***** SOURCE DATA *****

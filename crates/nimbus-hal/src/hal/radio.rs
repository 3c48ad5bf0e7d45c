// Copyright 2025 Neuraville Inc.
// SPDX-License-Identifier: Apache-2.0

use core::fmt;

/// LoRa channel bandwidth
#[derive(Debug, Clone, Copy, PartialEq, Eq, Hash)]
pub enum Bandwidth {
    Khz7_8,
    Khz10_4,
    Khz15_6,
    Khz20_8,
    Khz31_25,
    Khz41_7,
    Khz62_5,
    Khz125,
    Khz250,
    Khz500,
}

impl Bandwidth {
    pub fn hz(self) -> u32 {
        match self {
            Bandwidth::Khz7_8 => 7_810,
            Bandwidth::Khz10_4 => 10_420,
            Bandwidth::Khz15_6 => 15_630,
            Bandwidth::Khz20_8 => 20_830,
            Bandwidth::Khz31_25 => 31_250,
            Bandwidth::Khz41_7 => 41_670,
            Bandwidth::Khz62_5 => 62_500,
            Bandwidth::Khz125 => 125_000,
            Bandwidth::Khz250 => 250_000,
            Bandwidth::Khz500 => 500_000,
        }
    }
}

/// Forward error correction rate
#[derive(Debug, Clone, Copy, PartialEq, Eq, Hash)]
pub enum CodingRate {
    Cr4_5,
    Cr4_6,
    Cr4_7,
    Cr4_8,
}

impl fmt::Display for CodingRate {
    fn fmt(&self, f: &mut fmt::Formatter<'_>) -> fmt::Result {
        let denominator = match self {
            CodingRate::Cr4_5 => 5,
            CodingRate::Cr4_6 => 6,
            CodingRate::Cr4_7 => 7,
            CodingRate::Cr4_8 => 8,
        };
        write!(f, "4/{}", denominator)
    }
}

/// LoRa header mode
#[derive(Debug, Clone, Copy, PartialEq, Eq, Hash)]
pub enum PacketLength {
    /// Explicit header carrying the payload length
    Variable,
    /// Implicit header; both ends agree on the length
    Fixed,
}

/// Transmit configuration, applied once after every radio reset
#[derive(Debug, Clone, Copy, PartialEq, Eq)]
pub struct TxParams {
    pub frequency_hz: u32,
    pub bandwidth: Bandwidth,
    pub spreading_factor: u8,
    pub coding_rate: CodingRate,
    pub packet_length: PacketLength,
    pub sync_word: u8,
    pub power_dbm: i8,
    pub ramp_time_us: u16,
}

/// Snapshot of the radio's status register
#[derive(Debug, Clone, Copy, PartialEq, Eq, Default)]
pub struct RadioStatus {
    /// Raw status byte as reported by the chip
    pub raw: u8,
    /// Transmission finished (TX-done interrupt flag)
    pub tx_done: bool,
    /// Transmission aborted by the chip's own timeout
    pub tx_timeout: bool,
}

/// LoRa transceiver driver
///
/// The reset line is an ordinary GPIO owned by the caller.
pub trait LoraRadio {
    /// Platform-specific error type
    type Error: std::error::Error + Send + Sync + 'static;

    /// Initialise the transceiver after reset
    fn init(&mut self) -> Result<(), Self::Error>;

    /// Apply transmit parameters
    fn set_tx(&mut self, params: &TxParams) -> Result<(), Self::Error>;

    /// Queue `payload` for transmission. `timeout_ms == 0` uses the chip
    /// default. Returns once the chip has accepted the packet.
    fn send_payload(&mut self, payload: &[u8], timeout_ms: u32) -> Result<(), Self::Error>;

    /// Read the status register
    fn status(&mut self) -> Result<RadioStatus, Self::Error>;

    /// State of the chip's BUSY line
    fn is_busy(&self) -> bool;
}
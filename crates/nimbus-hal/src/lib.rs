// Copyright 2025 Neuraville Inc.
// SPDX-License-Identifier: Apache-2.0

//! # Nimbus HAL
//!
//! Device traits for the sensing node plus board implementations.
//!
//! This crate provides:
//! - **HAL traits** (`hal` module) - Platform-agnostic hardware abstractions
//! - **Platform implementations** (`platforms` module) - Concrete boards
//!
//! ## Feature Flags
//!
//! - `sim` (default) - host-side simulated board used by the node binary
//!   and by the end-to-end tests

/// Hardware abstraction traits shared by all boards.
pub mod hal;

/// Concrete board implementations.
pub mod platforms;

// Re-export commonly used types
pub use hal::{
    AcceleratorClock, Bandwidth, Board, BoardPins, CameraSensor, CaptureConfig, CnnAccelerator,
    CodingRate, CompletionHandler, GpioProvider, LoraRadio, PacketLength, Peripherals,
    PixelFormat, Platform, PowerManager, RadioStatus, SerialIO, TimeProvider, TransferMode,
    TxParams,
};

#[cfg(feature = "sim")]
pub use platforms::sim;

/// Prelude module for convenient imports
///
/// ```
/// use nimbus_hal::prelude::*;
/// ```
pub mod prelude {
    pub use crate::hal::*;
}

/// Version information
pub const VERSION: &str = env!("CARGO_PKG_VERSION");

*****

* WHAT TO PRODUCE *
Your response should be each line that includes the word "enum", copied from the records.

* EXERCISE SOLUTION *
pub enum Bandwidth {
pub enum CodingRate {
pub enum PacketLength {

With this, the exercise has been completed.